What’s your current state of mind?
Good, thanks.

So the Olympics, talk about the ultimate cluster fuck in global, national and corporate marketing … how do the games sit in your head, so-to-speak?  
Haha, well, my work documents our world within my own understanding that technological advancement edges us closer to technological destruction. I wasn’t taking a show to Britain to criticize it or the games. The Olympic games celebrates mankind’s ability to go “faster, higher, stronger.” London XX12 was assembled to document the UK in 2012 and my presence as an artist traveling there immediately prior to the Olympic Opening Ceremony.

How are you feeling about the new show? There’s sculpture? That’s new yes?   
Yes, the ceramic foot multiples were new for this show. I’d been working on them in between painting. I wanted the finished pieces to look oil-slicked and burnt and decided on a form of Raku for the final firing. Most of the casts were trashed in the process. After months of focusing on my feet and finalizing the gallery installation, we all were surprised when I literally broke both my feet, a day before the opening.

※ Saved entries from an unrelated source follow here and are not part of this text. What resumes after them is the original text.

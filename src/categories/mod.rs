//! Per-type block transforms, grouped by category
//!
//! Every block type has exactly one transform: a function from the block's
//! config and the incoming envelope to a new envelope. [`transform_for`] is
//! the dispatch table the engine uses.

pub mod chat;
pub mod input;
pub mod output;
pub mod speech;

use async_trait::async_trait;

use crate::collaborator::{CollaboratorError, Collaborators};
use crate::core::block::{BlockInstance, BlockType};
use crate::core::envelope::{AudioClip, DataEnvelope, EnvelopeKind};
use crate::core::BlockId;
use crate::error::PipelineError;

/// Everything a transform may read
pub struct TransformContext<'a> {
    pub block: &'a BlockInstance,
    /// Envelope produced by the previous block, already kind-checked
    pub input: Option<DataEnvelope>,
    pub collaborators: &'a Collaborators,
    /// Maximum characters of text in the summary
    pub preview_chars: usize,
}

impl TransformContext<'_> {
    fn missing(&self, key: &str) -> PipelineError {
        PipelineError::MissingConfig {
            block_id: self.block.id,
            key: key.to_string(),
        }
    }

    fn mismatch(&self, expected: EnvelopeKind) -> PipelineError {
        PipelineError::TypeMismatch {
            block_id: self.block.id,
            expected,
            actual: self.input.as_ref().map(DataEnvelope::kind),
        }
    }

    /// Non-empty string config value, or `MissingConfig`
    fn required_str(&self, key: &str) -> Result<String, PipelineError> {
        self.block
            .config_str(key)
            .map(|s| s.trim().to_string())
            .ok_or_else(|| self.missing(key))
    }

    fn optional_str(&self, key: &str) -> Option<String> {
        self.block.config_str(key).map(|s| s.trim().to_string())
    }

    fn take_text(&mut self) -> Result<String, PipelineError> {
        match self.input.take() {
            Some(DataEnvelope::Text(text)) => Ok(text),
            other => {
                self.input = other;
                Err(self.mismatch(EnvelopeKind::Text))
            }
        }
    }

    fn take_audio(&mut self) -> Result<AudioClip, PipelineError> {
        match self.input.take() {
            Some(DataEnvelope::Audio(clip)) => Ok(clip),
            other => {
                self.input = other;
                Err(self.mismatch(EnvelopeKind::Audio))
            }
        }
    }

    fn take_audio_url(&mut self) -> Result<String, PipelineError> {
        match self.input.take() {
            Some(DataEnvelope::AudioUrl(url)) => Ok(url),
            other => {
                self.input = other;
                Err(self.mismatch(EnvelopeKind::AudioUrl))
            }
        }
    }

    fn preview(&self, text: &str) -> String {
        crate::core::envelope::truncate(text, self.preview_chars)
    }
}

/// Result of a successful transform
#[derive(Debug, Clone, PartialEq)]
pub struct Transformed {
    pub envelope: DataEnvelope,
    /// One-line description for the run log
    pub summary: String,
}

/// Behaviour of one block type
#[async_trait]
pub trait BlockTransform: Send + Sync {
    async fn apply(&self, ctx: TransformContext<'_>) -> Result<Transformed, PipelineError>;
}

/// Wrap a collaborator error for the given block
pub(crate) fn collaborator_failure(block_id: BlockId) -> impl FnOnce(CollaboratorError) -> PipelineError {
    move |cause| PipelineError::CollaboratorFailure { block_id, cause }
}

static INPUT_MIC: input::MicInputBlock = input::MicInputBlock;
static INPUT_FILE: input::FileInputBlock = input::FileInputBlock;
static INPUT_TEXT: input::TextInputBlock = input::TextInputBlock;
static STT: speech::SpeechToTextBlock = speech::SpeechToTextBlock;
static LLM: chat::ChatBlock = chat::ChatBlock;
static TTS: speech::TextToSpeechBlock = speech::TextToSpeechBlock;
static OUTPUT_AUDIO: output::AudioOutputBlock = output::AudioOutputBlock;
static OUTPUT_TEXT: output::TextOutputBlock = output::TextOutputBlock;

/// Transform for a block type
pub fn transform_for(block_type: BlockType) -> &'static dyn BlockTransform {
    match block_type {
        BlockType::InputMic => &INPUT_MIC,
        BlockType::InputFile => &INPUT_FILE,
        BlockType::InputText => &INPUT_TEXT,
        BlockType::Stt => &STT,
        BlockType::Llm => &LLM,
        BlockType::Tts => &TTS,
        BlockType::OutputAudio => &OUTPUT_AUDIO,
        BlockType::OutputText => &OUTPUT_TEXT,
    }
}
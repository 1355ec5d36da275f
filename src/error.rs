//! Error taxonomy for store mutations and pipeline runs

use crate::collaborator::CollaboratorError;
use crate::core::envelope::EnvelopeKind;
use crate::core::BlockId;

/// Errors raised by the catalog, the block store, and the execution engine.
///
/// `UnknownBlockType` and `NotFound` are returned synchronously by store
/// operations. The remaining variants only occur during a run and end up in
/// the run log and the returned report.
#[derive(Debug, Clone, PartialEq, thiserror::Error)]
pub enum PipelineError {
    /// Block type outside the catalog
    #[error("Unknown block type: {0}")]
    UnknownBlockType(String),

    /// No block with the given id in the store
    #[error("Block not found: {0}")]
    NotFound(BlockId),

    /// Run requested on a pipeline without blocks
    #[error("Pipeline is empty, add at least one block")]
    EmptyPipeline,

    /// A required configuration field is absent or empty
    #[error("Block {block_id} is missing required config '{key}'")]
    MissingConfig { block_id: BlockId, key: String },

    /// The incoming envelope does not match the block's input kind
    #[error("Block {block_id} expects {expected} input but received {}", display_kind(.actual))]
    TypeMismatch {
        block_id: BlockId,
        expected: EnvelopeKind,
        actual: Option<EnvelopeKind>,
    },

    /// An external collaborator call failed
    #[error("Block {block_id} failed: {cause}")]
    CollaboratorFailure {
        block_id: BlockId,
        #[source]
        cause: CollaboratorError,
    },
}

impl PipelineError {
    /// Id of the block the error is attributed to, if any
    pub fn block_id(&self) -> Option<BlockId> {
        match self {
            PipelineError::NotFound(id) => Some(*id),
            PipelineError::MissingConfig { block_id, .. }
            | PipelineError::TypeMismatch { block_id, .. }
            | PipelineError::CollaboratorFailure { block_id, .. } => Some(*block_id),
            PipelineError::UnknownBlockType(_) | PipelineError::EmptyPipeline => None,
        }
    }
}

fn display_kind(kind: &Option<EnvelopeKind>) -> String {
    match kind {
        Some(kind) => kind.to_string(),
        None => "nothing".to_string(),
    }
}
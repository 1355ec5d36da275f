//! External collaborator contracts
//!
//! Blocks of type `stt`, `llm`, and `tts` call out to backend services through
//! these traits; the `output-*` sinks hand their result to the host through
//! [`OutputSink`]. The engine awaits each call and never retries.

pub mod http;

use async_trait::async_trait;
use serde::{Deserialize, Serialize};
use std::sync::Arc;

use crate::core::envelope::AudioClip;
use crate::core::BlockId;

pub use http::HttpBackend;

/// Errors reported by collaborators
#[derive(Debug, Clone, PartialEq, thiserror::Error)]
pub enum CollaboratorError {
    /// The request never produced a response
    #[error("Request failed: {0}")]
    Transport(String),

    /// The service answered with a failure
    #[error("Service error{}: {message}", .status.map(|s| format!(" ({})", s)).unwrap_or_default())]
    Service {
        status: Option<u16>,
        message: String,
    },

    /// The response body could not be understood
    #[error("Invalid response: {0}")]
    InvalidResponse(String),

    /// The service succeeded but returned nothing usable
    #[error("Empty response from {0}")]
    EmptyResponse(&'static str),

    /// Local I/O failed while preparing the request
    #[error("IO error: {0}")]
    Io(String),
}

impl From<std::io::Error> for CollaboratorError {
    fn from(error: std::io::Error) -> Self {
        CollaboratorError::Io(error.to_string())
    }
}

/// Transcription request
#[derive(Debug, Clone, PartialEq)]
pub struct TranscriptionRequest {
    pub audio: AudioClip,
    /// Optional language hint (e.g. "en")
    pub language: Option<String>,
}

/// Transcription result
#[derive(Debug, Clone, PartialEq, Default, Serialize, Deserialize)]
pub struct TranscriptionResponse {
    pub text: String,
    /// Detected language
    pub language: Option<String>,
    pub language_probability: Option<f32>,
}

/// Chat-generation request
#[derive(Debug, Clone, PartialEq, Serialize)]
pub struct ChatRequest {
    pub prompt: String,
    pub provider: String,
    #[serde(skip_serializing_if = "Option::is_none")]
    pub system_prompt: Option<String>,
    #[serde(skip_serializing_if = "Option::is_none")]
    pub model: Option<String>,
}

/// Chat-generation result
#[derive(Debug, Clone, PartialEq, Serialize, Deserialize)]
pub struct ChatResponse {
    pub response: String,
}

/// Voice parameters for speech synthesis
#[derive(Debug, Clone, PartialEq, Serialize)]
pub struct SpeechOptions {
    pub temperature: f64,
    pub exaggeration: f64,
    pub cfg_weight: f64,
    /// Reference clip for voice cloning, by uploaded file name
    pub reference_audio: Option<String>,
    pub format: String,
}

impl Default for SpeechOptions {
    fn default() -> Self {
        Self {
            temperature: 0.8,
            exaggeration: 0.5,
            cfg_weight: 0.5,
            reference_audio: None,
            format: "wav".to_string(),
        }
    }
}

/// Speech-synthesis request
#[derive(Debug, Clone, PartialEq)]
pub struct SpeechRequest {
    pub text: String,
    pub options: SpeechOptions,
}

/// Speech-synthesis result
#[derive(Debug, Clone, PartialEq, Serialize, Deserialize)]
pub struct SpeechResponse {
    /// Playable reference to the generated audio
    pub audio_url: String,
    #[serde(default)]
    pub voice_cloned: bool,
}

/// Speech-to-text service
#[async_trait]
pub trait Transcriber: Send + Sync {
    async fn transcribe(
        &self,
        request: TranscriptionRequest,
    ) -> Result<TranscriptionResponse, CollaboratorError>;
}

/// Language-model chat service
#[async_trait]
pub trait ChatGenerator: Send + Sync {
    async fn generate(&self, request: ChatRequest) -> Result<ChatResponse, CollaboratorError>;
}

/// Text-to-speech service
#[async_trait]
pub trait SpeechSynthesizer: Send + Sync {
    async fn synthesize(&self, request: SpeechRequest) -> Result<SpeechResponse, CollaboratorError>;
}

/// Host-side rendering of sink blocks
pub trait OutputSink: Send + Sync {
    /// Surface text produced by an `output-text` block
    fn display_text(&self, block_id: BlockId, text: &str);

    /// Start playback for an `output-audio` block
    fn play_audio(&self, block_id: BlockId, audio_url: &str);
}

/// Sink that discards everything
#[derive(Debug, Clone, Copy, Default)]
pub struct NoopSink;

impl OutputSink for NoopSink {
    fn display_text(&self, _block_id: BlockId, _text: &str) {}

    fn play_audio(&self, _block_id: BlockId, _audio_url: &str) {}
}

/// The set of collaborators a pipeline runs against
#[derive(Clone)]
pub struct Collaborators {
    pub transcriber: Arc<dyn Transcriber>,
    pub chat: Arc<dyn ChatGenerator>,
    pub synthesizer: Arc<dyn SpeechSynthesizer>,
    pub sink: Arc<dyn OutputSink>,
}

impl Collaborators {
    /// Use one HTTP backend for all three services, with a no-op sink
    pub fn http(backend: HttpBackend) -> Self {
        let backend = Arc::new(backend);
        Self {
            transcriber: backend.clone(),
            chat: backend.clone(),
            synthesizer: backend,
            sink: Arc::new(NoopSink),
        }
    }

    /// Replace the output sink
    pub fn with_sink(mut self, sink: Arc<dyn OutputSink>) -> Self {
        self.sink = sink;
        self
    }
}
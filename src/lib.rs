//! Block Pipeline - block-based voice pipeline builder and runner
//!
//! A pipeline is an ordered list of typed blocks (sources, speech and chat
//! processors, sinks). Running it threads one data envelope through the
//! blocks in order, calling external speech-to-text, chat, and
//! text-to-speech services along the way, and records progress in a run log.

pub mod categories;
pub mod collaborator;
pub mod config;
pub mod core;
pub mod error;
pub mod runtime;
mod tests;

// Re-export commonly used types
pub use collaborator::{Collaborators, HttpBackend, OutputSink};
pub use config::PipelineConfig;
pub use crate::core::{BlockId, BlockInstance, BlockType, DataEnvelope, EnvelopeKind};
pub use error::PipelineError;
pub use runtime::{LogEntry, LogLevel, Pipeline, RunOutcome, RunReport, RunStatus};

/// Library version
pub const VERSION: &str = env!("CARGO_PKG_VERSION");
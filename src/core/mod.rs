//! Core pipeline abstractions and types
//!
//! This module defines the block catalog, block instances and their store,
//! configuration values, and the data envelope threaded between blocks.

pub mod block;
pub mod catalog;
pub mod envelope;
pub mod parameter;
pub mod store;

use serde::{Deserialize, Serialize};
use std::fmt;
use uuid::Uuid;

pub use block::{BlockCategory, BlockDefinition, BlockInstance, BlockType};
pub use envelope::{AudioClip, DataEnvelope, EnvelopeKind};
pub use parameter::{ConfigField, ConfigValue, FieldKind};
pub use store::BlockStore;

/// Unique identifier for a block instance
#[derive(Debug, Clone, Copy, PartialEq, Eq, Hash, Serialize, Deserialize)]
#[serde(transparent)]
pub struct BlockId(pub Uuid);

impl BlockId {
    /// Generate a new random block ID
    pub fn new() -> Self {
        BlockId(Uuid::new_v4())
    }
}

impl Default for BlockId {
    fn default() -> Self {
        Self::new()
    }
}

impl fmt::Display for BlockId {
    fn fmt(&self, f: &mut fmt::Formatter<'_>) -> fmt::Result {
        write!(f, "{}", self.0)
    }
}

impl std::str::FromStr for BlockId {
    type Err = uuid::Error;

    fn from_str(s: &str) -> Result<Self, Self::Err> {
        Ok(BlockId(Uuid::parse_str(s)?))
    }
}
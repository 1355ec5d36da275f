//! Pipeline configuration
//!
//! Defaults cover a backend on localhost. A JSON file or environment
//! variables override individual fields.

use anyhow::Context;
use serde::{Deserialize, Serialize};
use std::path::Path;
use std::time::Duration;

/// Env var overriding [`BackendConfig::base_url`]
pub const ENV_BACKEND_URL: &str = "PIPELINE_BACKEND_URL";
/// Env var overriding [`BackendConfig::timeout_secs`]
pub const ENV_TIMEOUT_SECS: &str = "PIPELINE_TIMEOUT_SECS";
/// Env var overriding [`PipelineConfig::preview_chars`]
pub const ENV_PREVIEW_CHARS: &str = "PIPELINE_PREVIEW_CHARS";

/// Top-level configuration
#[derive(Debug, Clone, PartialEq, Serialize, Deserialize)]
#[serde(default)]
pub struct PipelineConfig {
    /// Maximum characters of text shown in a log entry preview
    pub preview_chars: usize,
    pub backend: BackendConfig,
}

impl Default for PipelineConfig {
    fn default() -> Self {
        Self {
            preview_chars: 50,
            backend: BackendConfig::default(),
        }
    }
}

/// HTTP backend settings
#[derive(Debug, Clone, PartialEq, Serialize, Deserialize)]
#[serde(default)]
pub struct BackendConfig {
    pub base_url: String,
    /// Per-request timeout; chat generation can take minutes on local models
    pub timeout_secs: u64,
}

impl Default for BackendConfig {
    fn default() -> Self {
        Self {
            base_url: "http://localhost:5000".to_string(),
            timeout_secs: 120,
        }
    }
}

impl BackendConfig {
    pub fn timeout(&self) -> Duration {
        Duration::from_secs(self.timeout_secs)
    }
}

impl PipelineConfig {
    /// Load from a JSON file; missing fields keep their defaults
    pub fn from_json_file(path: impl AsRef<Path>) -> anyhow::Result<Self> {
        let path = path.as_ref();
        let raw = std::fs::read_to_string(path)
            .with_context(|| format!("reading config file {}", path.display()))?;
        serde_json::from_str(&raw).with_context(|| format!("parsing config file {}", path.display()))
    }

    /// Defaults overridden by environment variables
    pub fn from_env() -> anyhow::Result<Self> {
        Self::default().with_overrides(|key| std::env::var(key).ok())
    }

    /// Apply overrides from a key lookup (environment or test map)
    pub fn with_overrides(
        mut self,
        lookup: impl Fn(&str) -> Option<String>,
    ) -> anyhow::Result<Self> {
        if let Some(url) = lookup(ENV_BACKEND_URL) {
            self.backend.base_url = url;
        }
        if let Some(secs) = lookup(ENV_TIMEOUT_SECS) {
            self.backend.timeout_secs = secs
                .trim()
                .parse()
                .with_context(|| format!("{} must be a whole number of seconds", ENV_TIMEOUT_SECS))?;
        }
        if let Some(chars) = lookup(ENV_PREVIEW_CHARS) {
            self.preview_chars = chars
                .trim()
                .parse()
                .with_context(|| format!("{} must be a positive integer", ENV_PREVIEW_CHARS))?;
        }
        Ok(self)
    }
}
//! Conversation memory for the agent.

use toolchat_core::Message;

/// Every completed (prompt, answer) exchange, oldest first.
///
/// Unbounded and never cleared; it lives as long as the agent that owns it.
#[derive(Debug, Clone, Default)]
pub struct ConversationBuffer {
    messages: Vec<Message>,
}

impl ConversationBuffer {
    pub fn new() -> Self {
        Self::default()
    }

    /// Record one finished exchange.
    pub fn save_context(&mut self, input: &str, output: &str) {
        self.messages.push(Message::user(input));
        self.messages.push(Message::assistant(output));
    }

    /// The buffered messages, ready to splice into a request.
    pub fn messages(&self) -> &[Message] {
        &self.messages
    }

    /// Number of saved exchanges.
    pub fn exchanges(&self) -> usize {
        self.messages.len() / 2
    }

    pub fn is_empty(&self) -> bool {
        self.messages.is_empty()
    }
}

#[cfg(test)]
mod tests {
    use super::*;
    use toolchat_core::Role;

    #[test]
    fn starts_empty() {
        let buffer = ConversationBuffer::new();
        assert!(buffer.is_empty());
        assert_eq!(buffer.exchanges(), 0);
    }

    #[test]
    fn saves_pairs_in_order() {
        let mut buffer = ConversationBuffer::new();
        buffer.save_context("Who wrote Dune?", "Frank Herbert.");
        buffer.save_context("When?", "1965.");

        assert_eq!(buffer.exchanges(), 2);
        let msgs = buffer.messages();
        assert_eq!(msgs[0].role, Role::User);
        assert_eq!(msgs[0].content, "Who wrote Dune?");
        assert_eq!(msgs[1].role, Role::Assistant);
        assert_eq!(msgs[1].content, "Frank Herbert.");
        assert_eq!(msgs[3].content, "1965.");
    }
}
//! Events a turn reports to whoever hosts the session.

use serde_json::{Value, json};
use toolchat_agent::{AgentStreamEvent, EventSink};
use toolchat_core::Turn;

/// Everything observable about one turn, in the order it happens:
/// `User`, agent steps, `AgentAnswer`, `Assistant`.
#[derive(Debug, Clone, PartialEq)]
pub enum SessionEvent {
    /// The prompt was accepted and recorded.
    User(Turn),
    /// An intermediate step of the agent run.
    Agent(AgentStreamEvent),
    /// The agent's final answer. Shown once, never recorded.
    AgentAnswer { content: String },
    /// The plain model answer, recorded as the assistant turn.
    Assistant(Turn),
    /// The turn failed; reported by the hosting layer.
    Error { message: String },
}

impl SessionEvent {
    /// SSE event name.
    pub fn event_type(&self) -> &'static str {
        match self {
            Self::User(_) => "user",
            Self::Agent(e) => e.event_type(),
            Self::AgentAnswer { .. } => "agent_answer",
            Self::Assistant(_) => "assistant",
            Self::Error { .. } => "error",
        }
    }

    /// JSON payload for the event.
    pub fn data(&self) -> Value {
        match self {
            Self::User(turn) | Self::Assistant(turn) => {
                json!({ "role": turn.role.as_str(), "content": turn.content })
            }
            Self::Agent(e) => serde_json::to_value(e).unwrap_or(Value::Null),
            Self::AgentAnswer { content } => json!({ "content": content }),
            Self::Error { message } => json!({ "message": message }),
        }
    }
}

/// Lets an agent run report into a session-level sink.
pub struct AgentEvents<'a> {
    inner: &'a mut dyn EventSink<SessionEvent>,
}

impl<'a> AgentEvents<'a> {
    pub fn new(inner: &'a mut dyn EventSink<SessionEvent>) -> Self {
        Self { inner }
    }
}

impl EventSink for AgentEvents<'_> {
    fn emit(&mut self, event: AgentStreamEvent) {
        self.inner.emit(SessionEvent::Agent(event));
    }
}
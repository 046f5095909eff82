pub mod ask;
pub mod serve;
pub mod tools;
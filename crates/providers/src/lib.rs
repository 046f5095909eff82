//! LLM provider client and chat-model binding for toolchat.
//!
//! [`OpenAiCompatProvider`] implements `toolchat_core::Provider` over the
//! `/chat/completions` endpoint. [`ChatModel`] pins a provider to one model id
//! and temperature, which is what the agent and the plain chat call share.

pub mod chat_model;
pub mod openai_compat;

pub use chat_model::ChatModel;
pub use openai_compat::OpenAiCompatProvider;

use std::sync::Arc;
use toolchat_config::AppConfig;
use toolchat_core::Provider;

/// Build the provider described by the configuration.
pub fn build_from_config(config: &AppConfig) -> Arc<dyn Provider> {
    let api_key = config.api_key.clone().unwrap_or_default();
    Arc::new(OpenAiCompatProvider::new("openai", &config.api_base, api_key))
}

#[cfg(test)]
mod tests {
    use super::*;

    #[test]
    fn builds_openai_provider_from_defaults() {
        let provider = build_from_config(&AppConfig::default());
        assert_eq!(provider.name(), "openai");
    }
}
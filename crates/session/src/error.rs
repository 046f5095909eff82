use thiserror::Error;
use toolchat_config::ConfigError;
use toolchat_core::error::{ProviderError, ToolError};

/// Why a session could not be started.
#[derive(Debug, Error)]
pub enum SessionError {
    /// Model settings or other configuration are missing or invalid.
    #[error("configuration error: {0}")]
    Config(#[from] ConfigError),

    /// The model client or tool set could not be built.
    #[error(transparent)]
    Setup(#[from] toolchat_core::Error),
}

impl From<ProviderError> for SessionError {
    fn from(e: ProviderError) -> Self {
        Self::Setup(e.into())
    }
}

impl From<ToolError> for SessionError {
    fn from(e: ToolError) -> Self {
        Self::Setup(e.into())
    }
}
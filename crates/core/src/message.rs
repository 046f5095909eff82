//! Provider-facing message types.
//!
//! A [`Message`] is one entry in the list sent to a model: the system prompt,
//! the user's prompt, remembered history, an assistant reply that asks for
//! tools, or a tool's result.

use chrono::{DateTime, Utc};
use serde::{Deserialize, Serialize};
use uuid::Uuid;

/// Unique identifier for a chat session.
#[derive(Debug, Clone, PartialEq, Eq, Hash, Serialize, Deserialize)]
pub struct SessionId(pub String);

impl SessionId {
    pub fn new() -> Self {
        Self(Uuid::new_v4().to_string())
    }

    pub fn from(s: &str) -> Self {
        Self(s.to_string())
    }

    pub fn as_str(&self) -> &str {
        &self.0
    }
}

impl Default for SessionId {
    fn default() -> Self {
        Self::new()
    }
}

impl std::fmt::Display for SessionId {
    fn fmt(&self, f: &mut std::fmt::Formatter<'_>) -> std::fmt::Result {
        write!(f, "{}", self.0)
    }
}

/// The role of a message sender.
#[derive(Debug, Clone, PartialEq, Eq, Serialize, Deserialize)]
#[serde(rename_all = "lowercase")]
pub enum Role {
    /// The end user
    User,
    /// The model
    Assistant,
    /// System instructions
    System,
    /// Tool execution result
    Tool,
}

/// A single message sent to or received from a model.
#[derive(Debug, Clone, Serialize, Deserialize)]
pub struct Message {
    /// Unique message ID
    pub id: String,

    /// Who sent this message
    pub role: Role,

    /// The text content
    pub content: String,

    /// Tool calls requested by the assistant (if any)
    #[serde(default, skip_serializing_if = "Vec::is_empty")]
    pub tool_calls: Vec<MessageToolCall>,

    /// If this is a tool result, which tool call it responds to
    #[serde(default, skip_serializing_if = "Option::is_none")]
    pub tool_call_id: Option<String>,

    /// Timestamp
    pub timestamp: DateTime<Utc>,
}

impl Message {
    fn new(role: Role, content: impl Into<String>) -> Self {
        Self {
            id: Uuid::new_v4().to_string(),
            role,
            content: content.into(),
            tool_calls: Vec::new(),
            tool_call_id: None,
            timestamp: Utc::now(),
        }
    }

    /// Create a new user message.
    pub fn user(content: impl Into<String>) -> Self {
        Self::new(Role::User, content)
    }

    /// Create a new assistant message.
    pub fn assistant(content: impl Into<String>) -> Self {
        Self::new(Role::Assistant, content)
    }

    /// Create a new system message.
    pub fn system(content: impl Into<String>) -> Self {
        Self::new(Role::System, content)
    }

    /// Create an assistant message that requests tool calls.
    pub fn assistant_tool_calls(
        content: impl Into<String>,
        tool_calls: Vec<MessageToolCall>,
    ) -> Self {
        let mut msg = Self::new(Role::Assistant, content);
        msg.tool_calls = tool_calls;
        msg
    }

    /// Create a tool result message.
    pub fn tool_result(tool_call_id: impl Into<String>, content: impl Into<String>) -> Self {
        let mut msg = Self::new(Role::Tool, content);
        msg.tool_call_id = Some(tool_call_id.into());
        msg
    }
}

/// A tool call embedded in an assistant message.
#[derive(Debug, Clone, PartialEq, Serialize, Deserialize)]
pub struct MessageToolCall {
    /// Unique ID for this tool call
    pub id: String,

    /// Name of the tool to invoke
    pub name: String,

    /// Arguments as JSON string
    pub arguments: String,
}
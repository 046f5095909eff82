//! Embedded static frontend assets.
//!
//! The chat page from `frontend/` is compiled into the binary using
//! `include_str!`, so the server ships as a single binary.

use axum::{
    Router,
    http::{StatusCode, header},
    response::{Html, IntoResponse, Response},
    routing::get,
};

const INDEX_HTML: &str = include_str!("../../../frontend/index.html");
const STYLE_CSS: &str = include_str!("../../../frontend/style.css");
const APP_JS: &str = include_str!("../../../frontend/app.js");

/// Build a router that serves the embedded frontend.
pub fn frontend_router() -> Router {
    Router::new()
        .route("/", get(index_handler))
        .route("/static/style.css", get(css_handler))
        .route("/static/app.js", get(js_handler))
}

async fn index_handler() -> Html<&'static str> {
    Html(INDEX_HTML)
}

async fn css_handler() -> Response {
    (
        StatusCode::OK,
        [(header::CONTENT_TYPE, "text/css; charset=utf-8")],
        STYLE_CSS,
    )
        .into_response()
}

async fn js_handler() -> Response {
    (
        StatusCode::OK,
        [(header::CONTENT_TYPE, "application/javascript; charset=utf-8")],
        APP_JS,
    )
        .into_response()
}
//! `toolchat tools`: list the tools the agent may call.

use std::path::Path;

use toolchat_config::AppConfig;

pub fn run(config_path: Option<&Path>) -> Result<(), Box<dyn std::error::Error>> {
    let config =
        AppConfig::load(config_path).map_err(|e| format!("Failed to load config: {e}"))?;
    let registry = toolchat_tools::enabled_tools(&config.tools)?;

    if registry.is_empty() {
        println!("No tools enabled.");
        return Ok(());
    }

    for name in registry.names() {
        let description = registry.get(name).map(|t| t.description()).unwrap_or("");
        println!("  {name:<20} {description}");
    }

    Ok(())
}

You broke both of your feet in London? Can you describe that?
Yes, jumping off a wall. It all made sense in retrospect.

You said that the ideal place to be an artist is isolated in a cave. Why is that? Don’t you think being inspired by the world around you is an important part of art-making?  
My Digital Media paintings are literal depictions of outdoor advertising and foresight into a more comprehensive future connectivity with outdoor scapes. The paintings wouldn’t be possible without walking down the street and breathing it all in.  Once artwork is created, however, there are expected art dealing idiosyncrasies. I would prefer to be ignorant of “what happens next” in a cave far far away –  but that’s impossible, isn’t it.  I think the quote you referenced is when I described my first gallery shows and I accepted the artwork on the street no longer being the end-all. This is currently translated with my referencing the literal image of “skullphone” as “advertisement” – albeit in the gallery, as a painting.

How do you feel about going from the street to the gallery? Do you find the formality of the process, deadlines and nosey gallerists helpful, or hindering?
All the new work is created to mess with people within the gallery similar to how art outdoors is seen quickly and subconsciously while driving down the street. We didn’t have smart phones back in 1999, when I first started working outdoors, and people were left to guess motives. Moving forward I didn’t dream of working within the gallery in the same fashion as outdoors. The pieces come together and fall apart visually,something that can’t be easily photographed or viewed comprehensively online. You have to be there in person. The aluminum panels I currently create are buffed into mirrors prior to the dot painting process, so in the end, viewers see themselves.

Technology… you weigh all the pros and cons… in the end, more good than bad? More bad than good?   
Well I’m not a “doomsdayer”. My crude drawing of a skull holding a phone was reporting a then-new widespread gesture. We didn’t have portable phones generally around us prior to the mid/late ‘90’s. With this sketch I was pointing a finger at myself. I too am learning how to adjust to everything everywhere all the time. So, yes, of course I do feel like we as a culture are fighting against idiocracy.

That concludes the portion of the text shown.